Would you copy out the whole listing exactly as given?

[TASK MATERIAL — start]

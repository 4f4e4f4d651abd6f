//! Server configuration.

use std::net::SocketAddr;
use std::time::{Duration, SystemTime};

/// Configuration for the sync server.
#[derive(Debug, Clone)]
pub struct ServerConfig {
    /// Address to bind the HTTP listener to.
    pub bind_addr: SocketAddr,
    /// Maximum mutations per push request.
    pub max_push_batch: usize,
    /// Maximum ids per row fetch during a pull.
    pub fetch_chunk_size: usize,
    /// CVRs kept per client group, counting the newest one.
    pub cvr_retention_versions: u64,
    /// Client groups, clients and CVRs untouched for longer are swept.
    pub client_retention: Duration,
    /// How often the background sweeper runs.
    pub sweep_interval: Duration,
    /// Upper bound on a single poke publish.
    pub publish_timeout: Duration,
    /// Transaction retry policy.
    pub retry: RetryConfig,
}

impl ServerConfig {
    /// Creates a new server configuration.
    pub fn new(bind_addr: SocketAddr) -> Self {
        Self {
            bind_addr,
            max_push_batch: 100,
            fetch_chunk_size: 500,
            cvr_retention_versions: 10,
            client_retention: Duration::from_secs(14 * 24 * 60 * 60),
            sweep_interval: Duration::from_secs(60 * 60),
            publish_timeout: Duration::from_secs(5),
            retry: RetryConfig::default(),
        }
    }

    /// Sets the maximum push batch size.
    pub fn with_max_push_batch(mut self, size: usize) -> Self {
        self.max_push_batch = size;
        self
    }

    /// Sets the row fetch chunk size.
    pub fn with_fetch_chunk_size(mut self, size: usize) -> Self {
        self.fetch_chunk_size = size.max(1);
        self
    }

    /// Sets how many CVR versions are kept per client group.
    pub fn with_cvr_retention_versions(mut self, versions: u64) -> Self {
        self.cvr_retention_versions = versions;
        self
    }

    /// Sets the client retention window.
    pub fn with_client_retention(mut self, retention: Duration) -> Self {
        self.client_retention = retention;
        self
    }

    /// Sets the background sweep interval.
    pub fn with_sweep_interval(mut self, interval: Duration) -> Self {
        self.sweep_interval = interval;
        self
    }

    /// Sets the publish timeout.
    pub fn with_publish_timeout(mut self, timeout: Duration) -> Self {
        self.publish_timeout = timeout;
        self
    }

    /// Sets the transaction retry policy.
    pub fn with_retry(mut self, retry: RetryConfig) -> Self {
        self.retry = retry;
        self
    }
}

impl Default for ServerConfig {
    fn default() -> Self {
        Self::new(SocketAddr::from(([127, 0, 0, 1], 8080)))
    }
}

/// Configuration for transaction retry behavior.
#[derive(Debug, Clone)]
pub struct RetryConfig {
    /// Maximum number of attempts, including the first.
    pub max_attempts: u32,
    /// Initial delay between retries.
    pub initial_delay: Duration,
    /// Maximum delay between retries.
    pub max_delay: Duration,
    /// Multiplier for exponential backoff.
    pub backoff_multiplier: f64,
    /// Whether to add jitter to delays.
    pub add_jitter: bool,
}

impl RetryConfig {
    /// Creates a new retry configuration.
    pub fn new(max_attempts: u32) -> Self {
        Self {
            max_attempts,
            initial_delay: Duration::from_millis(10),
            max_delay: Duration::from_secs(1),
            backoff_multiplier: 2.0,
            add_jitter: true,
        }
    }

    /// Creates a configuration with no retries.
    pub fn no_retry() -> Self {
        Self {
            max_attempts: 1,
            initial_delay: Duration::ZERO,
            max_delay: Duration::ZERO,
            backoff_multiplier: 1.0,
            add_jitter: false,
        }
    }

    /// Sets the initial delay.
    pub fn with_initial_delay(mut self, delay: Duration) -> Self {
        self.initial_delay = delay;
        self
    }

    /// Sets the maximum delay.
    pub fn with_max_delay(mut self, delay: Duration) -> Self {
        self.max_delay = delay;
        self
    }

    /// Sets the backoff multiplier.
    pub fn with_backoff_multiplier(mut self, multiplier: f64) -> Self {
        self.backoff_multiplier = multiplier;
        self
    }

    /// Enables or disables jitter.
    pub fn with_jitter(mut self, add_jitter: bool) -> Self {
        self.add_jitter = add_jitter;
        self
    }

    /// Calculates the delay before a given attempt (0-indexed).
    pub fn delay_for_attempt(&self, attempt: u32) -> Duration {
        if attempt == 0 {
            return Duration::ZERO;
        }

        let base_delay = self.initial_delay.as_secs_f64()
            * self.backoff_multiplier.powi(attempt.saturating_sub(1) as i32);

        let delay_secs = base_delay.min(self.max_delay.as_secs_f64());

        if self.add_jitter {
            // Up to 25% jitter
            let jitter = delay_secs * 0.25 * rand_jitter();
            Duration::from_secs_f64(delay_secs + jitter)
        } else {
            Duration::from_secs_f64(delay_secs)
        }
    }
}

impl Default for RetryConfig {
    fn default() -> Self {
        Self::new(5)
    }
}

/// Cheap jitter in [0, 1) from the clock's sub-second nanos.
fn rand_jitter() -> f64 {
    let nanos = SystemTime::now()
        .duration_since(SystemTime::UNIX_EPOCH)
        .unwrap_or_default()
        .subsec_nanos();
    (nanos % 1000) as f64 / 1000.0
}

#[cfg(test)]
mod tests {
    use super::*;

    #[test]
    fn default_config() {
        let config = ServerConfig::default();
        assert_eq!(config.max_push_batch, 100);
        assert_eq!(config.cvr_retention_versions, 10);
        assert_eq!(config.retry.max_attempts, 5);
    }

    #[test]
    fn config_builder() {
        let config = ServerConfig::new("0.0.0.0:9000".parse().unwrap())
            .with_max_push_batch(50)
            .with_fetch_chunk_size(0)
            .with_publish_timeout(Duration::from_millis(250))
            .with_retry(RetryConfig::no_retry());

        assert_eq!(config.max_push_batch, 50);
        assert_eq!(config.fetch_chunk_size, 1);
        assert_eq!(config.publish_timeout, Duration::from_millis(250));
        assert_eq!(config.retry.max_attempts, 1);
    }

    #[test]
    fn retry_delay_calculation() {
        let config = RetryConfig::new(5)
            .with_initial_delay(Duration::from_millis(100))
            .with_backoff_multiplier(2.0);

        assert_eq!(config.delay_for_attempt(0), Duration::ZERO);

        let delay1 = config.delay_for_attempt(1);
        assert!(delay1 >= Duration::from_millis(100));
        assert!(delay1 <= Duration::from_millis(125));

        let delay2 = config.delay_for_attempt(2);
        assert!(delay2 >= Duration::from_millis(200));
    }

    #[test]
    fn retry_delay_respects_max() {
        let config = RetryConfig::new(10)
            .with_initial_delay(Duration::from_secs(1))
            .with_max_delay(Duration::from_secs(5))
            .with_backoff_multiplier(10.0)
            .with_jitter(false);

        assert_eq!(config.delay_for_attempt(5), Duration::from_secs(5));
    }
}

[TASK MATERIAL — finish]

- _WRITTEN ANSWER_
repository 4f4e4f4d651abd6f
//! Server configuration.

use std::net::SocketAddr;
use std::time::{Duration, SystemTime};

/// Configuration for the sync server.
#[derive(Debug, Clone)]
pub struct ServerConfig {
    /// Address to bind the HTTP listener to.
    pub bind_addr: SocketAddr,
    /// Maximum mutations per push request.
    pub max_push_batch: usize,
    /// Maximum ids per row fetch during a pull.
    pub fetch_chunk_size: usize,
    /// CVRs kept per client group, counting the newest one.
    pub cvr_retention_versions: u64,
    /// Client groups, clients and CVRs untouched for longer are swept.
    pub client_retention: Duration,
    /// How often the background sweeper runs.
    pub sweep_interval: Duration,
    /// Upper bound on a single poke publish.
    pub publish_timeout: Duration,
    /// Transaction retry policy.
    pub retry: RetryConfig,
}

impl ServerConfig {
    /// Creates a new server configuration.
    pub fn new(bind_addr: SocketAddr) -> Self {
        Self {
            bind_addr,
            max_push_batch: 100,
            fetch_chunk_size: 500,
            cvr_retention_versions: 10,
            client_retention: Duration::from_secs(14 * 24 * 60 * 60),
            sweep_interval: Duration::from_secs(60 * 60),
            publish_timeout: Duration::from_secs(5),
            retry: RetryConfig::default(),
        }
    }

    /// Sets the maximum push batch size.
    pub fn with_max_push_batch(mut self, size: usize) -> Self {
        self.max_push_batch = size;
        self
    }

    /// Sets the row fetch chunk size.
    pub fn with_fetch_chunk_size(mut self, size: usize) -> Self {
        self.fetch_chunk_size = size.max(1);
        self
    }

    /// Sets how many CVR versions are kept per client group.
    pub fn with_cvr_retention_versions(mut self, versions: u64) -> Self {
        self.cvr_retention_versions = versions;
        self
    }

    /// Sets the client retention window.
    pub fn with_client_retention(mut self, retention: Duration) -> Self {
        self.client_retention = retention;
        self
    }

    /// Sets the background sweep interval.
    pub fn with_sweep_interval(mut self, interval: Duration) -> Self {
        self.sweep_interval = interval;
        self
    }

    /// Sets the publish timeout.
    pub fn with_publish_timeout(mut self, timeout: Duration) -> Self {
        self.publish_timeout = timeout;
        self
    }

    /// Sets the transaction retry policy.
    pub fn with_retry(mut self, retry: RetryConfig) -> Self {
        self.retry = retry;
        self
    }
}

impl Default for ServerConfig {
    fn default() -> Self {
        Self::new(SocketAddr::from(([127, 0, 0, 1], 8080)))
    }
}

/// Configuration for transaction retry behavior.
#[derive(Debug, Clone)]
pub struct RetryConfig {
    /// Maximum number of attempts, including the first.
    pub max_attempts: u32,
    /// Initial delay between retries.
    pub initial_delay: Duration,
    /// Maximum delay between retries.
    pub max_delay: Duration,
    /// Multiplier for exponential backoff.
    pub backoff_multiplier: f64,
    /// Whether to add jitter to delays.
    pub add_jitter: bool,
}

impl RetryConfig {
    /// Creates a new retry configuration.
    pub fn new(max_attempts: u32) -> Self {
        Self {
            max_attempts,
            initial_delay: Duration::from_millis(10),
            max_delay: Duration::from_secs(1),
            backoff_multiplier: 2.0,
            add_jitter: true,
        }
    }

    /// Creates a configuration with no retries.
    pub fn no_retry() -> Self {
        Self {
            max_attempts: 1,
            initial_delay: Duration::ZERO,
            max_delay: Duration::ZERO,
            backoff_multiplier: 1.0,
            add_jitter: false,
        }
    }

    /// Sets the initial delay.
    pub fn with_initial_delay(mut self, delay: Duration) -> Self {
        self.initial_delay = delay;
        self
    }

    /// Sets the maximum delay.
    pub fn with_max_delay(mut self, delay: Duration) -> Self {
        self.max_delay = delay;
        self
    }

    /// Sets the backoff multiplier.
    pub fn with_backoff_multiplier(mut self, multiplier: f64) -> Self {
        self.backoff_multiplier = multiplier;
        self
    }

    /// Enables or disables jitter.
    pub fn with_jitter(mut self, add_jitter: bool) -> Self {
        self.add_jitter = add_jitter;
        self
    }

    /// Calculates the delay before a given attempt (0-indexed).
    pub fn delay_for_attempt(&self, attempt: u32) -> Duration {
        if attempt == 0 {
            return Duration::ZERO;
        }

        let base_delay = self.initial_delay.as_secs_f64()
            * self.backoff_multiplier.powi(attempt.saturating_sub(1) as i32);

        let delay_secs = base_delay.min(self.max_delay.as_secs_f64());

        if self.add_jitter {
            // Up to 25% jitter
            let jitter = delay_secs * 0.25 * rand_jitter();
            Duration::from_secs_f64(delay_secs + jitter)
        } else {
            Duration::from_secs_f64(delay_secs)
        }
    }
}

impl Default for RetryConfig {
    fn default() -> Self {
        Self::new(5)
    }
}

/// Cheap jitter in [0, 1) from the clock's sub-second nanos.
fn rand_jitter() -> f64 {
    let nanos = SystemTime::now()
        .duration_since(SystemTime::UNIX_EPOCH)
        .unwrap_or_default()
        .subsec_nanos();
    (nanos % 1000) as f64 / 1000.0
}

#[cfg(test)]
mod tests {
    use super::*;

    #[test]
    fn default_config() {
        let config = ServerConfig::default();
        assert_eq!(config.max_push_batch, 100);
        assert_eq!(config.cvr_retention_versions, 10);
        assert_eq!(config.retry.max_attempts, 5);
    }

    #[test]
    fn config_builder() {
        let config = ServerConfig::new("0.0.0.0:9000".parse().unwrap())
            .with_max_push_batch(50)
            .with_fetch_chunk_size(0)
            .with_publish_timeout(Duration::from_millis(250))
            .with_retry(RetryConfig::no_retry());

        assert_eq!(config.max_push_batch, 50);
        assert_eq!(config.fetch_chunk_size, 1);
        assert_eq!(config.publish_timeout, Duration::from_millis(250));
        assert_eq!(config.retry.max_attempts, 1);
    }

    #[test]
    fn retry_delay_calculation() {
        let config = RetryConfig::new(5)
            .with_initial_delay(Duration::from_millis(100))
            .with_backoff_multiplier(2.0);

        assert_eq!(config.delay_for_attempt(0), Duration::ZERO);

        let delay1 = config.delay_for_attempt(1);
        assert!(delay1 >= Duration::from_millis(100));
        assert!(delay1 <= Duration::from_millis(125));

        let delay2 = config.delay_for_attempt(2);
        assert!(delay2 >= Duration::from_millis(200));
    }

    #[test]
    fn retry_delay_respects_max() {
        let config = RetryConfig::new(10)
            .with_initial_delay(Duration::from_secs(1))
            .with_max_delay(Duration::from_secs(5))
            .with_backoff_multiplier(10.0)
            .with_jitter(false);

        assert_eq!(config.delay_for_attempt(5), Duration::from_secs(5));
    }
}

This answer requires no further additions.